[Opening Materials provided section]
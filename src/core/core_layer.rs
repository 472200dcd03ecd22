// The core module contains all business logic.
// Each feature gets its own submodule.

#[path = "access/mod.rs"]
pub mod access;

#[path = "ledger/mod.rs"]
pub mod ledger;

#[path = "messaging/mod.rs"]
pub mod messaging;

#[path = "presence/mod.rs"]
pub mod presence;
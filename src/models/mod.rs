mod price_point;
pub mod report;
pub mod risk;
pub mod signal;
pub mod technical;

pub use price_point::{PricePoint, PriceSeries, ReturnPoint, ReturnSeries};
pub use report::{AnalysisReport, ReportRow, ReportSection, ReportValue};
pub use risk::RiskMetrics;
pub use signal::{MacdSignal, RsiSignal, Trend};
pub use technical::{PriceSummary, TechnicalMetrics};
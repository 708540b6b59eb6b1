use std::sync::Arc;

use futures::future::join_all;
use tracing::{error, info};

use crate::config::AnalysisConfig;
use crate::errors::AnalyticsError;
use crate::models::{AnalysisReport, PriceSeries};
use crate::services::{risk_service, technical_service};

/// Build the full report for one security.
///
/// # Arguments
/// * `ticker` – label carried into the report
/// * `series` – price history of the security
/// * `benchmark` – optional benchmark history for beta
/// * `config` – period label plus risk and indicator settings
pub fn analyze_security(
    ticker: &str,
    series: &PriceSeries,
    benchmark: Option<&PriceSeries>,
    config: &AnalysisConfig,
) -> Result<AnalysisReport, AnalyticsError> {
    config.validate()?;

    info!(
        "Analyzing {} over {} ({} observations, benchmark: {})",
        ticker,
        config.period,
        series.len(),
        benchmark.is_some()
    );

    let summary = technical_service::summarize_prices(series)?;
    let risk = risk_service::compute_risk_metrics(series, benchmark, &config.risk)?;
    let technical = technical_service::compute_technical_metrics(series, &config.technical)?;

    Ok(AnalysisReport {
        ticker: ticker.to_string(),
        period: config.period.clone(),
        summary,
        risk,
        technical,
    })
}

/// Analyze many securities concurrently against a shared benchmark.
///
/// Each analysis runs on the blocking pool; results keep the input order and
/// one failing security does not affect the others.
pub async fn analyze_batch(
    securities: Vec<(String, PriceSeries)>,
    benchmark: Option<Arc<PriceSeries>>,
    config: Arc<AnalysisConfig>,
) -> Vec<(String, Result<AnalysisReport, AnalyticsError>)> {
    let tasks = securities.into_iter().map(|(ticker, series)| {
        let benchmark = benchmark.clone();
        let config = Arc::clone(&config);
        let label = ticker.clone();

        let handle = tokio::task::spawn_blocking(move || {
            analyze_security(&ticker, &series, benchmark.as_deref(), &config)
        });

        async move {
            match handle.await {
                Ok(result) => (label, result),
                Err(e) => {
                    error!("Analysis task for {} did not complete: {}", label, e);
                    (label, Err(AnalyticsError::TaskFailed(e.to_string())))
                }
            }
        }
    });

    join_all(tasks).await
}
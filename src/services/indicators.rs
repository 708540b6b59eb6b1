use crate::services::series_ops::{ewm, rolling_mean};

/// Simple Moving Average (SMA)
/// Returns a vector aligned with `values`:
/// - `None` until enough values exist
/// - `Some(avg)` after `window` values
pub fn sma(values: &[f64], window: usize) -> Vec<Option<f64>> {
    rolling_mean(values, window)
}

/// Relative Strength Index (RSI)
///
/// Measures momentum by comparing recent gains to recent losses.
/// RSI values range from 0 to 100:
/// - Below 30: Oversold condition
/// - Above 70: Overbought condition
///
/// Calculation:
/// 1. Calculate price changes (gains and losses); the first price has no
///    predecessor and counts as an unchanged day
/// 2. Take the simple trailing mean of gains and losses over `period` changes
/// 3. RS = Average Gain / Average Loss
/// 4. RSI = 100 - (100 / (1 + RS))
///
/// When the average loss is zero the RSI is fixed at 100, including for a flat series.
///
/// Returns `None` for the first `period - 1` values, then `Some(rsi)` for subsequent values.
pub fn rsi(prices: &[f64], period: usize) -> Vec<Option<f64>> {
    if prices.is_empty() || period == 0 {
        return vec![None; prices.len()];
    }

    // changes[i] is the move into prices[i]
    let changes: Vec<f64> = std::iter::once(0.0)
        .chain(prices.windows(2).map(|w| w[1] - w[0]))
        .collect();

    let gains: Vec<f64> = changes.iter().map(|&c| if c > 0.0 { c } else { 0.0 }).collect();
    let losses: Vec<f64> = changes.iter().map(|&c| if c < 0.0 { -c } else { 0.0 }).collect();

    let avg_gains = rolling_mean(&gains, period);
    let avg_losses = rolling_mean(&losses, period);

    avg_gains
        .into_iter()
        .zip(avg_losses)
        .map(|(gain, loss)| match (gain, loss) {
            (Some(g), Some(l)) => Some(rsi_from_averages(g, l)),
            _ => None,
        })
        .collect()
}

fn rsi_from_averages(avg_gain: f64, avg_loss: f64) -> f64 {
    if avg_loss == 0.0 {
        return 100.0;
    }
    let rs = avg_gain / avg_loss;
    100.0 - (100.0 / (1.0 + rs))
}

/// Moving Average Convergence Divergence (MACD)
///
/// Components:
/// - MACD Line: fast EMA - slow EMA
/// - Signal Line: EMA of the MACD Line
/// - Histogram: MACD Line - Signal Line
///
/// All EMAs are seeded at the first observation. The MACD line is reported once
/// `slow_period` observations exist and the signal line once a further
/// `signal_period - 1` MACD values exist.
///
/// Returns: (macd_line, signal_line, histogram) as three separate Vec<Option<f64>>
pub fn macd(
    prices: &[f64],
    fast_period: usize,
    slow_period: usize,
    signal_period: usize,
) -> (Vec<Option<f64>>, Vec<Option<f64>>, Vec<Option<f64>>) {
    let len = prices.len();
    if len == 0 || fast_period == 0 || slow_period == 0 || signal_period == 0 {
        return (vec![None; len], vec![None; len], vec![None; len]);
    }

    let fast_ema = ewm(prices, fast_period);
    let slow_ema = ewm(prices, slow_period);

    let raw_macd: Vec<f64> = fast_ema
        .iter()
        .zip(slow_ema.iter())
        .map(|(fast, slow)| fast - slow)
        .collect();
    let raw_signal = ewm(&raw_macd, signal_period);

    let macd_ready = slow_period.max(fast_period) - 1;
    let signal_ready = macd_ready + signal_period - 1;

    let mut macd_line: Vec<Option<f64>> = vec![None; len];
    let mut signal_line: Vec<Option<f64>> = vec![None; len];
    let mut histogram: Vec<Option<f64>> = vec![None; len];

    for i in 0..len {
        if i >= macd_ready {
            macd_line[i] = Some(raw_macd[i]);
        }
        if i >= signal_ready {
            signal_line[i] = Some(raw_signal[i]);
            histogram[i] = Some(raw_macd[i] - raw_signal[i]);
        }
    }

    (macd_line, signal_line, histogram)
}
use crate::models::{MacdSignal, RsiSignal, Trend};

pub const RSI_OVERBOUGHT: f64 = 70.0;
pub const RSI_OVERSOLD: f64 = 30.0;

/// Classify the price trend from the latest close and its moving averages.
///
/// An undefined average makes the comparison meaningless, so the trend is Neutral.
pub fn trend(close: f64, sma_short: Option<f64>, sma_long: Option<f64>) -> Trend {
    match (sma_short, sma_long) {
        (Some(short), Some(long)) if close > short && short > long => Trend::Bullish,
        (Some(short), Some(long)) if close < short && short < long => Trend::Bearish,
        _ => Trend::Neutral,
    }
}

/// Strict comparison of the MACD line against its signal line; ties and
/// undefined values are Bearish.
pub fn macd_signal(macd: Option<f64>, signal_line: Option<f64>) -> MacdSignal {
    match (macd, signal_line) {
        (Some(m), Some(s)) if m > s => MacdSignal::Bullish,
        _ => MacdSignal::Bearish,
    }
}

pub fn rsi_signal(rsi: Option<f64>) -> RsiSignal {
    match rsi {
        Some(v) if v > RSI_OVERBOUGHT => RsiSignal::Overbought,
        Some(v) if v < RSI_OVERSOLD => RsiSignal::Oversold,
        _ => RsiSignal::Neutral,
    }
}

#[cfg(test)]
mod tests {
    use super::*;

    #[test]
    fn test_trend_bullish_and_bearish() {
        assert_eq!(trend(110.0, Some(105.0), Some(100.0)), Trend::Bullish);
        assert_eq!(trend(90.0, Some(95.0), Some(100.0)), Trend::Bearish);
    }

    #[test]
    fn test_trend_mixed_is_neutral() {
        assert_eq!(trend(110.0, Some(95.0), Some(100.0)), Trend::Neutral);
        assert_eq!(trend(100.0, Some(100.0), Some(100.0)), Trend::Neutral);
        assert_eq!(trend(90.0, Some(105.0), Some(100.0)), Trend::Neutral);
    }

    #[test]
    fn test_trend_is_total() {
        let values = [None, Some(f64::NAN), Some(90.0), Some(100.0), Some(110.0)];
        for close in [f64::NAN, 90.0, 100.0, 110.0] {
            for short in values {
                for long in values {
                    let t = trend(close, short, long);
                    assert!(matches!(t, Trend::Bullish | Trend::Bearish | Trend::Neutral));
                    if short.is_none() || long.is_none() {
                        assert_eq!(t, Trend::Neutral);
                    }
                }
            }
        }
    }

    #[test]
    fn test_macd_signal_ties_are_bearish() {
        assert_eq!(macd_signal(Some(1.0), Some(0.5)), MacdSignal::Bullish);
        assert_eq!(macd_signal(Some(0.5), Some(0.5)), MacdSignal::Bearish);
        assert_eq!(macd_signal(Some(0.1), Some(0.5)), MacdSignal::Bearish);
        assert_eq!(macd_signal(None, Some(0.5)), MacdSignal::Bearish);
    }

    #[test]
    fn test_rsi_signal_thresholds() {
        assert_eq!(rsi_signal(Some(100.0)), RsiSignal::Overbought);
        assert_eq!(rsi_signal(Some(70.0)), RsiSignal::Neutral);
        assert_eq!(rsi_signal(Some(50.0)), RsiSignal::Neutral);
        assert_eq!(rsi_signal(Some(30.0)), RsiSignal::Neutral);
        assert_eq!(rsi_signal(Some(29.9)), RsiSignal::Oversold);
        assert_eq!(rsi_signal(None), RsiSignal::Neutral);
    }
}
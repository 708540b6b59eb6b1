use anyhow::{Context, Result};
use chrono::NaiveDate;
use csv::ReaderBuilder;
use serde::Deserialize;
use std::io::Read;
use std::path::Path;

use crate::models::{PricePoint, PriceSeries};

#[derive(Debug, Deserialize)]
struct CsvRow {
    #[serde(alias = "Date", alias = "DATE", alias = "timestamp")]
    date: String,
    #[serde(default, alias = "Close", alias = "CLOSE")]
    close: Option<String>,
    #[serde(default, rename = "Adj Close", alias = "adj_close", alias = "adjusted_close")]
    adj_close: Option<String>,
}

fn parse_price_string(s: &str) -> Result<f64> {
    let cleaned = s.replace('$', "").replace(',', "");
    cleaned
        .trim()
        .parse::<f64>()
        .with_context(|| format!("Failed to parse price: {}", s))
}

fn parse_date(s: &str) -> Result<NaiveDate> {
    // Accept plain dates and timestamps such as "2024-01-02 00:00:00-05:00"
    let day = s.trim().get(..10).unwrap_or(s.trim());
    NaiveDate::parse_from_str(day, "%Y-%m-%d").with_context(|| format!("Failed to parse date: {}", s))
}

/// Read a price history CSV with a date column and a close (or adjusted close) column.
///
/// Rows are sorted by date before validation, so files listed newest first are accepted.
pub fn read_price_series<R: Read>(reader: R) -> Result<PriceSeries> {
    let mut rdr = ReaderBuilder::new().trim(csv::Trim::All).from_reader(reader);

    let mut points = Vec::new();
    for (line, record) in rdr.deserialize::<CsvRow>().enumerate() {
        let row = record.with_context(|| format!("Malformed CSV row {}", line + 2))?;
        let raw_close = row
            .close
            .as_deref()
            .filter(|c| !c.is_empty())
            .or(row.adj_close.as_deref())
            .with_context(|| format!("Row {} has no close price", line + 2))?;

        points.push(PricePoint::new(parse_date(&row.date)?, parse_price_string(raw_close)?));
    }

    points.sort_by_key(|p| p.date);

    Ok(PriceSeries::new(points)?)
}

pub fn load_price_series(path: &Path) -> Result<PriceSeries> {
    let file = std::fs::File::open(path)
        .with_context(|| format!("Failed to open price file {}", path.display()))?;
    read_price_series(file).with_context(|| format!("Failed to load prices from {}", path.display()))
}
[Closing Materials provided section]
## Required work
Output only an exact transcription of the lines above from the one with "2. Take the" up to and including the one with "for subsequent values.".

## Written solution
/// 2. Take the simple trailing mean of gains and losses over `period` changes
/// 3. RS = Average Gain / Average Loss
/// 4. RSI = 100 - (100 / (1 + RS))
///
/// When the average loss is zero the RSI is fixed at 100, including for a flat series.
///
/// Returns `None` for the first `period - 1` values, then `Some(rsi)` for subsequent values.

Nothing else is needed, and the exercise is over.